IranAir (IR, Tehran Mehrabad) has been removed from Iran’s list of state-owned assets earmarked to be sold into private ownership due to growing concerns over the company’s financial problems, the country’s transport minister, Mohammad Eslami, revealed at a press conference during a visit to the carrier’s offices on March 31.

“IranAir is one of our national assets and has been on the path to privatisation for several years, but because the conditions were not ready, after gaining approval from the government we took it off the privatisation list,” he said, according to the Mehr News Agency.

The decision came about following discussions in the government about the potential risks of such a divestment, including the possibility of insolvency a number of years after any shift to private ownership, the minister explained.

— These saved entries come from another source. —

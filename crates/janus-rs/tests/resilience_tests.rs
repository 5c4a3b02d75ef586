//! Resilience behaviors: breaker trip timing, rate-limit windows, and
//! health-aware balancing, exercised the way the gateway drives them.

use std::sync::Arc;
use std::time::{Duration, Instant};

use janus_rs::gateway::rate_limit::RateLimitStore;
use janus_rs::models::settings::UpstreamSettings;
use janus_rs::services::circuit_breaker::{
    BreakerRegistry, CircuitBreaker, CircuitBreakerConfig, CircuitBreakerError, CircuitState,
};
use janus_rs::services::load_balancer::{LoadBalancer, RoundRobinBalancer};
use janus_rs::services::upstream::{Upstream, UpstreamPool};

fn upstreams(names: &[&str]) -> UpstreamPool {
    let settings: Vec<UpstreamSettings> = names
        .iter()
        .map(|name| UpstreamSettings {
            host: name.to_string(),
            port: 8080,
            weight: 1,
            max_connections: 8,
        })
        .collect();
    UpstreamPool::new(&settings)
}

#[tokio::test]
async fn breaker_trips_after_threshold_and_fails_fast() {
    let breaker = CircuitBreaker::new(
        "u1:8080".to_string(),
        CircuitBreakerConfig {
            failure_threshold: 3,
            reset_timeout: Duration::from_millis(200),
        },
    );

    for _ in 0..3 {
        let _ = breaker.call(async { Err::<(), _>("connect refused") }).await;
    }
    assert_eq!(breaker.state(), CircuitState::Open);

    // Open circuit: rejection happens without running the operation, fast.
    for _ in 0..2 {
        let started = Instant::now();
        let result = breaker
            .call(async {
                tokio::time::sleep(Duration::from_secs(1)).await;
                Ok::<_, &str>(())
            })
            .await;
        assert!(matches!(result, Err(CircuitBreakerError::CircuitOpen)));
        assert!(started.elapsed() < Duration::from_millis(10));
    }

    // After the reset timeout a single half-open probe is admitted; on
    // success traffic resumes.
    tokio::time::sleep(Duration::from_millis(250)).await;
    let result = breaker.call(async { Ok::<_, &str>("up again") }).await;
    assert!(result.is_ok());
    assert_eq!(breaker.state(), CircuitState::Closed);
    assert!(breaker.call(async { Ok::<_, &str>(()) }).await.is_ok());
}

#[tokio::test]
async fn only_one_probe_runs_in_half_open() {
    let breaker = CircuitBreaker::new(
        "probe".to_string(),
        CircuitBreakerConfig {
            failure_threshold: 1,
            reset_timeout: Duration::from_millis(50),
        },
    );
    let _ = breaker.call(async { Err::<(), _>("down") }).await;
    tokio::time::sleep(Duration::from_millis(80)).await;

    let breaker2 = Arc::clone(&breaker);
    let slow_probe = tokio::spawn(async move {
        breaker2
            .call(async {
                tokio::time::sleep(Duration::from_millis(100)).await;
                Ok::<_, &str>(())
            })
            .await
    });
    tokio::time::sleep(Duration::from_millis(20)).await;

    // While the probe is out, everyone else is rejected.
    let result = breaker.call(async { Ok::<_, &str>(()) }).await;
    assert!(matches!(result, Err(CircuitBreakerError::CircuitOpen)));

    assert!(slow_probe.await.unwrap().is_ok());
    assert_eq!(breaker.state(), CircuitState::Closed);
}

#[test]
fn registry_isolates_targets() {
    let registry = BreakerRegistry::new(CircuitBreakerConfig {
        failure_threshold: 1,
        reset_timeout: Duration::from_secs(30),
    });
    registry.get("u1:8080").on_failure();
    assert_eq!(registry.get("u1:8080").state(), CircuitState::Open);
    assert_eq!(registry.get("u2:8080").state(), CircuitState::Closed);
}

#[test]
fn fixed_window_counts_match_the_contract() {
    // requests=3, window=1s: five hits inside one window go 3 allowed,
    // 2 rejected with remaining 0.
    let store = RateLimitStore::new(3, 1_000);
    let t0 = 10_000;
    let verdicts: Vec<bool> = (0..5)
        .map(|i| store.check_at("ip:10.0.0.1", t0 + i * 10).allowed)
        .collect();
    assert_eq!(verdicts, vec![true, true, true, false, false]);

    let rejected = store.check_at("ip:10.0.0.1", t0 + 60);
    assert_eq!(rejected.remaining, 0);

    // The next window starts clean.
    assert!(store.check_at("ip:10.0.0.1", t0 + 1_000).allowed);
}

#[test]
fn round_robin_skips_unhealthy_upstreams() {
    let pool = upstreams(&["u1", "u2"]);
    let balancer = RoundRobinBalancer::default();

    let picks: Vec<String> = (0..3)
        .map(|_| balancer.select(&pool.healthy(), None).unwrap().key())
        .collect();
    assert_eq!(picks, vec!["u1:8080", "u2:8080", "u1:8080"]);

    // Three failed probes mark u2 unhealthy; traffic all lands on u1.
    let u2: &Arc<Upstream> = &pool.all()[1];
    for _ in 0..3 {
        u2.record_probe(false, 3, 2);
    }
    let picks: Vec<String> = (0..3)
        .map(|_| balancer.select(&pool.healthy(), None).unwrap().key())
        .collect();
    assert!(picks.iter().all(|k| k == "u1:8080"));

    // Recovery restores rotation.
    u2.record_probe(true, 3, 2);
    u2.record_probe(true, 3, 2);
    assert_eq!(pool.healthy().len(), 2);
}

#[test]
fn no_healthy_upstream_leaves_nothing_to_select() {
    let pool = upstreams(&["u1"]);
    pool.all()[0].set_healthy(false);
    assert!(RoundRobinBalancer::default()
        .select(&pool.healthy(), None)
        .is_none());
}
#[derive(Serialize, Deserialize, Debug, Clone)]
#[serde(rename_all = "camelCase", default)]
pub struct AutoPortSwitch {
    pub enabled: bool,
    pub max_attempts: u32,
    pub strategy: PortSwitchStrategy,
    /// Inclusive `[low, high]` range, used by the `port-range` strategy.
    pub port_range: Option<(u16, u16)>,
}

impl Default for AutoPortSwitch {
    fn default() -> Self {
        Self {
            enabled: false,
            max_attempts: 10,
            strategy: PortSwitchStrategy::default(),
            port_range: None,
        }
    }
}

#[derive(Serialize, Deserialize, Debug, Clone)]
#[serde(rename_all = "camelCase", default)]
pub struct ServerSettings {
    pub host: String,
    pub port: u16,
    pub auto_port_switch: AutoPortSwitch,
    /// Attempt to kill the process holding the port before retrying the bind.
    pub auto_kill_conflict: bool,
    /// When false, the `X-Powered-By` header is omitted from responses.
    pub powered_by_header: bool,
}

impl Default for ServerSettings {
    fn default() -> Self {
        Self {
            host: "0.0.0.0".to_string(),
            port: 3000,
            auto_port_switch: AutoPortSwitch::default(),
            auto_kill_conflict: false,
            powered_by_header: true,
        }
    }
}

impl ServerSettings {
    pub fn validate(&self) -> Result<(), String> {
        if self.port == 0 {
            return Err("server.port must be between 1 and 65535".to_string());
        }
        if self.auto_port_switch.enabled {
            if self.auto_port_switch.max_attempts == 0 {
                return Err("server.autoPortSwitch.maxAttempts must be at least 1".to_string());
            }
            if self.auto_port_switch.strategy == PortSwitchStrategy::PortRange {
                match self.auto_port_switch.port_range {
                    Some((low, high)) if low <= high && low > 0 => {}
                    _ => {
                        return Err(
                            "server.autoPortSwitch.portRange must be a valid [low, high] pair"
                                .to_string(),
                        )
                    }
                }
            }
        }
        Ok(())
    }
}

// ---------------------------------------------------------------------------
// cluster.*
// ---------------------------------------------------------------------------

/// Worker count: a fixed number or `"auto"` (one per CPU core).
#[derive(Serialize, Deserialize, Debug, Clone, PartialEq)]
#[serde(untagged)]
pub enum WorkerCount {
    Count(u32),
    Auto(String),
}

impl Default for WorkerCount {
    fn default() -> Self {
        Self::Count(1)
    }
}

impl WorkerCount {
    /// Resolves to a concrete worker count for this host.
    pub fn resolve(&self) -> u32 {
        match self {
            WorkerCount::Count(n) => (*n).max(1),
            WorkerCount::Auto(_) => {
                std::thread::available_parallelism().map(|n| n.get() as u32).unwrap_or(1)
            }
        }
    }
}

“This company has been up for privatisation for several years. However, the situation is not ripe for such a divestment, because what has been taking place there could have, in practice, harmed IranAir,” he said.

He added, though, that his ministry, the Ministry of Roads and Urban Development, was planning to carry out an overhaul of the airline’s organisational structure with the aim of turning it into “a major player in the global aviation industry.”

Asked about the issue of human resources and whether IranAir could achieve greater efficiency with a slimmer workforce, Eslami clarified: “If legal, financial, and managerial structural reforms are not implemented, privatisation will destroy IranAir, so the government agreed that it leave the privatisation list, and we’ve taken the opportunity to make these changes.”

As previously reported, during a press conference in early May 2019, Eslami reiterated the Iranian government’s plan to privatise the flag carrier, saying that the process would probably be conducted via a listing on the Iranian bourse rather than simply handing it over to a single intended investor or group of investors.

“IranAir’s privatisation should be done through the capital market and we must take full advantage of this system,” he said at the time.

Since then, however, the company has appealed on multiple occasions for Iranian government assistance to help it survive a severe cash crunch and source aircraft parts as sanctions against Iran continue.